It was that I was looking at him.
Not in a mischievious way, but I was just looking.
He wasn´t doing something particular.
I believe he was just sitting behind his laptop, a cup of coffee next to him.
It was not in that moment that I had this feeling or epiphany.
But it could be a moment to have it like this.
Maybe it is even intended to have that in these moments.
Who knows really.
I was still looking and it almost felt like I was staring.
He was still sitting there silently and me watching him, not doing anything.
I took my coffee as an anchor, perhaps even to gain some security.
It was a passing of thoughts and feelings that kept me occupied.
Then and there, when we were both in the same room, sitting.
Not doing so much initially.
The silence between us, always had been comforting, perhaps even how it should be.
There was no doubt, that we could just be, whoever we have to be.
But there was always still this feeling that kept me busy, in this silent portrait.
Where we both would drink our coffee, next to each other quitely.
It was something I was thinking about for some time already.

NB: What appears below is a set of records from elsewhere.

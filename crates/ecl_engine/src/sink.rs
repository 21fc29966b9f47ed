//! Destinations for search result entries.

use ecl_protocol::{Entry, ResponseControl, ResultCode};

/// Why a sink refused an entry.
#[derive(Debug, Clone, PartialEq, Eq)]
pub struct EntryRejected {
    /// Result code the search ends with.
    pub code: ResultCode,
    /// Diagnostic message.
    pub message: Option<String>,
}

impl EntryRejected {
    /// Creates a rejection.
    pub fn new(code: ResultCode, message: impl Into<String>) -> Self {
        Self {
            code,
            message: Some(message.into()),
        }
    }
}

/// Receives the entries of one search.
pub trait SearchResultSink {
    /// Sends an entry to the client.
    ///
    /// A rejection ends the search; no further entries are offered.
    fn return_entry(
        &mut self,
        entry: &Entry,
        controls: &[ResponseControl],
    ) -> Result<(), EntryRejected>;
}

/// An entry together with its response controls.
#[derive(Debug, Clone, PartialEq, Eq)]
pub struct ReturnedEntry {
    /// The entry.
    pub entry: Entry,
    /// Attached controls.
    pub controls: Vec<ResponseControl>,
}

impl ReturnedEntry {
    /// Cookie of the entry changelog notification control, if any.
    pub fn cookie(&self) -> Option<&str> {
        self.controls.iter().find_map(|control| match control {
            ResponseControl::EntryChangelogNotification { cookie } => Some(cookie.as_str()),
        })
    }
}

/// Collects returned entries in memory, with an optional size limit.
#[derive(Debug, Clone, Default)]
pub struct CollectingSink {
    entries: Vec<ReturnedEntry>,
    size_limit: Option<usize>,
}

impl CollectingSink {
    /// Creates an unlimited sink.
    pub fn new() -> Self {
        Self::default()
    }

    /// Refuses entries beyond `limit`.
    pub fn with_size_limit(mut self, limit: usize) -> Self {
        self.size_limit = Some(limit);
        self
    }

    /// Entries received so far.
    pub fn entries(&self) -> &[ReturnedEntry] {
        &self.entries
    }

    /// Consumes the sink.
    pub fn into_entries(self) -> Vec<ReturnedEntry> {
        self.entries
    }

    /// Number of entries received.
    pub fn len(&self) -> usize {
        self.entries.len()
    }

    /// Returns true if nothing was received.
    pub fn is_empty(&self) -> bool {
        self.entries.is_empty()
    }
}

impl SearchResultSink for CollectingSink {
    fn return_entry(
        &mut self,
        entry: &Entry,
        controls: &[ResponseControl],
    ) -> Result<(), EntryRejected> {
        if self.size_limit.is_some_and(|limit| self.entries.len() >= limit) {
            return Err(EntryRejected::new(
                ResultCode::SizeLimitExceeded,
                "size limit exceeded",
            ));
        }
        self.entries.push(ReturnedEntry {
            entry: entry.clone(),
            controls: controls.to_vec(),
        });
        Ok(())
    }
}

impl<F> SearchResultSink for F
where
    F: FnMut(&Entry, &[ResponseControl]) -> Result<(), EntryRejected>,
{
    fn return_entry(
        &mut self,
        entry: &Entry,
        controls: &[ResponseControl],
    ) -> Result<(), EntryRejected> {
        self(entry, controls)
    }
}

#[cfg(test)]
mod tests {
    use super::*;
    use ecl_protocol::Dn;

    fn entry() -> Entry {
        Entry::new(Dn::parse("cn=changelog").unwrap(), vec!["top".into()])
    }

    #[test]
    fn size_limit() {
        let mut sink = CollectingSink::new().with_size_limit(1);
        assert!(sink.return_entry(&entry(), &[]).is_ok());
        let err = sink.return_entry(&entry(), &[]).unwrap_err();
        assert_eq!(err.code, ResultCode::SizeLimitExceeded);
        assert_eq!(sink.len(), 1);
    }

    #[test]
    fn returned_entry_cookie() {
        let mut sink = CollectingSink::new();
        sink.return_entry(
            &entry(),
            &[ResponseControl::EntryChangelogNotification {
                cookie: "o=test:00;".into(),
            }],
        )
        .unwrap();
        sink.return_entry(&entry(), &[]).unwrap();
        let entries = sink.into_entries();
        assert_eq!(entries[0].cookie(), Some("o=test:00;"));
        assert_eq!(entries[1].cookie(), None);
    }

    #[test]
    fn closures_are_sinks() {
        let mut count = 0;
        let mut sink = |_: &Entry, _: &[ResponseControl]| -> Result<(), EntryRejected> {
            count += 1;
            Ok(())
        };
        sink.return_entry(&entry(), &[]).unwrap();
        sink.return_entry(&entry(), &[]).unwrap();
        assert_eq!(count, 2);
    }
}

What is it going to be with him?
What is the future with me and him?
Not thinking about it too deep.
It wasn´t I was thinking about it in a sense of getting married.
More just where was this was going.
It was a first that I could be in someone’s presence and could just be so much enjoying, whatever it was between us.
But still, I didn’t know if that was going to be enough to have a love that could live.
Perhaps, it was in that moment, that I had this epiphany it started to become a love that was dying.
Because if it was enough, I wouldn’t be questioning it.